La deuxième semaine de l'offensive anglo-américaine place au premier plan les interrogations sur l'objectif poursuivi. La régularité et la massivité des frappes contrastent avec le fait que les cibles militaires sont limitées. L'Afghanistan fait partie des pays dont le PNB par habitant n'atteint pas 1000 dollars. Les voies de communication, terrestres et aériennes, y étaient par conséquent très peu développées avant même le basculement dans la guerre, en 1979, l'éclatement du pays et l'enchaînement des destructions de toute nature. Le seul déploiement de son armada aérienne par les États-Unis en aurait assuré la paralysie. À côté des nombreux camps d'endoctrinement hébergés par les talibans, les bases militaires réelles comme celle des 3000 soldats du Mouvement islamique d'Ouzbékistan, au nord, ont été bombardées dès les premiers jours. On ne voit donc pas quelles cibles visent aujourd'hui les deux aviations, dont les pilotes auraient désormais la charge de sélectionner eux-mêmes le point d'impact de leurs bombes. 

Au plan politique, l'objectif apparaît tout aussi incertain. Ayant misé il y a cinq ans sur les Talibans, les Américains redécouvrent, sitôt affiché leur objectif de les renverser par les bombes, l'héritage de vingt ans de conflits armés. A l'échelle de l'Afghanistan, aucune solution politique stable ne paraît devoir voir le jour à l'arrêt des salves de missiles. Pire, la croisade et le " choc des civilisations " voulus par Bush ont accéléré les lignes de tensions et de fractures dans une région qui n'en manque pas. C'est maintenant à l'échelle de l'Asie centrale que se joue l'enlisement diplomatique et militaire des États-Unis.

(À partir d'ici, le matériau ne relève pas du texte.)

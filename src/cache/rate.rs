//! Sliding-window write rate measurement.

use std::collections::VecDeque;
use std::time::{Duration, Instant};

/// Shortest span a rate is computed over, so a single early sample does not
/// report an absurd speed.
const MIN_SPAN: Duration = Duration::from_millis(10);

/// Tracks bytes written over a sliding time window.
#[derive(Debug)]
pub struct RateTracker {
    window: Duration,
    samples: VecDeque<(Instant, u64)>,
    bytes_in_window: u64,
    started: Option<Instant>,
    peak: u64,
}

impl RateTracker {
    pub fn new(window: Duration) -> Self {
        Self {
            window: window.max(MIN_SPAN),
            samples: VecDeque::new(),
            bytes_in_window: 0,
            started: None,
            peak: 0,
        }
    }

    pub fn window(&self) -> Duration {
        self.window
    }

    /// Record `bytes` written at `now`.
    pub fn record(&mut self, bytes: u64, now: Instant) {
        self.started.get_or_insert(now);
        self.samples.push_back((now, bytes));
        self.bytes_in_window += bytes;
        let rate = self.rate_at(now);
        self.peak = self.peak.max(rate);
    }

    /// Current rate in bytes per second.
    pub fn rate_at(&mut self, now: Instant) -> u64 {
        self.prune(now);
        let Some(started) = self.started else {
            return 0;
        };
        let span = now
            .saturating_duration_since(started)
            .min(self.window)
            .max(MIN_SPAN);
        (self.bytes_in_window as f64 / span.as_secs_f64()) as u64
    }

    /// Highest rate observed so far.
    pub fn peak(&self) -> u64 {
        self.peak
    }

    /// Bytes recorded within the window ending at `now`.
    pub fn bytes_in_window(&mut self, now: Instant) -> u64 {
        self.prune(now);
        self.bytes_in_window
    }

    /// How long a writer must pause at `now` for the rate to fall to `limit`.
    pub fn delay_for(&mut self, limit: u64, now: Instant) -> Option<Duration> {
        if limit == 0 || self.rate_at(now) <= limit {
            return None;
        }
        let started = self.started?;
        let span = now.saturating_duration_since(started).min(self.window);
        let needed = Duration::from_secs_f64(self.bytes_in_window as f64 / limit as f64);
        needed.checked_sub(span).filter(|d| !d.is_zero())
    }

    pub fn reset(&mut self) {
        self.samples.clear();
        self.bytes_in_window = 0;
        self.started = None;
        self.peak = 0;
    }

    fn prune(&mut self, now: Instant) {
        while let Some(&(at, bytes)) = self.samples.front() {
            if now.saturating_duration_since(at) <= self.window {
                break;
            }
            self.samples.pop_front();
            self.bytes_in_window -= bytes;
        }
    }
}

Isoler et détruire Al Quaida et Ben Laden n'est plus qu'un des paramètres des décisions américaines, moins de quinze jours après l'engagement de leur guerre de représailles. 

Puissance de feu et hégémonie mondiale - manifestée par le Conseil de sécurité de l'ONU lui votant le droit à la légitime défense - n'empêchent pas que la " pax americana " soit aujourd'hui plus lourde de dangers encore qu'hier. Moins parce que les attentats du 11 septembre ont fait plus de cinq mille victimes sur un territoire réputé inattaquable qu'en raison de la capacité des administrations américaines à manier le bâton en apprentis sorciers. 

Au-delà de la condamnation des frappes anglo-américaines, au-delà du rejet de l'alignement - souvent revendiqué - de toute une partie de la gauche française et européenne, nous étions dans la rue le 11 octobre parce que nous pensons qu'il faut apporter des réponses politiques à cet unilatéralisme américain, aux tragédies et aux menaces nouvelles qu'il porte. Le cynisme d'un Bush redécouvrant le droit des Palestiniens à un État huit ans après l'accord de Washington souligne s'il en était encore besoin la nécessité d'agir pour que notre gouvernement et l'Europe prennent d'autres engagements, mènent d'autres actions en faveur de la paix. 

Le sommet informel des Quinze à Gand débattra de la situation internationale, avant d'éventuelles décisions au sommet de Bruxelles, le 14 décembre. Le succès des manifestations allemandes et surtout italiennes invite à inscrire cette question de la paix dans la préparation du rendez-vous que forces syndicales, mouvements de contestation et forces de gauche se sont fixé en Belgique en fin d'année.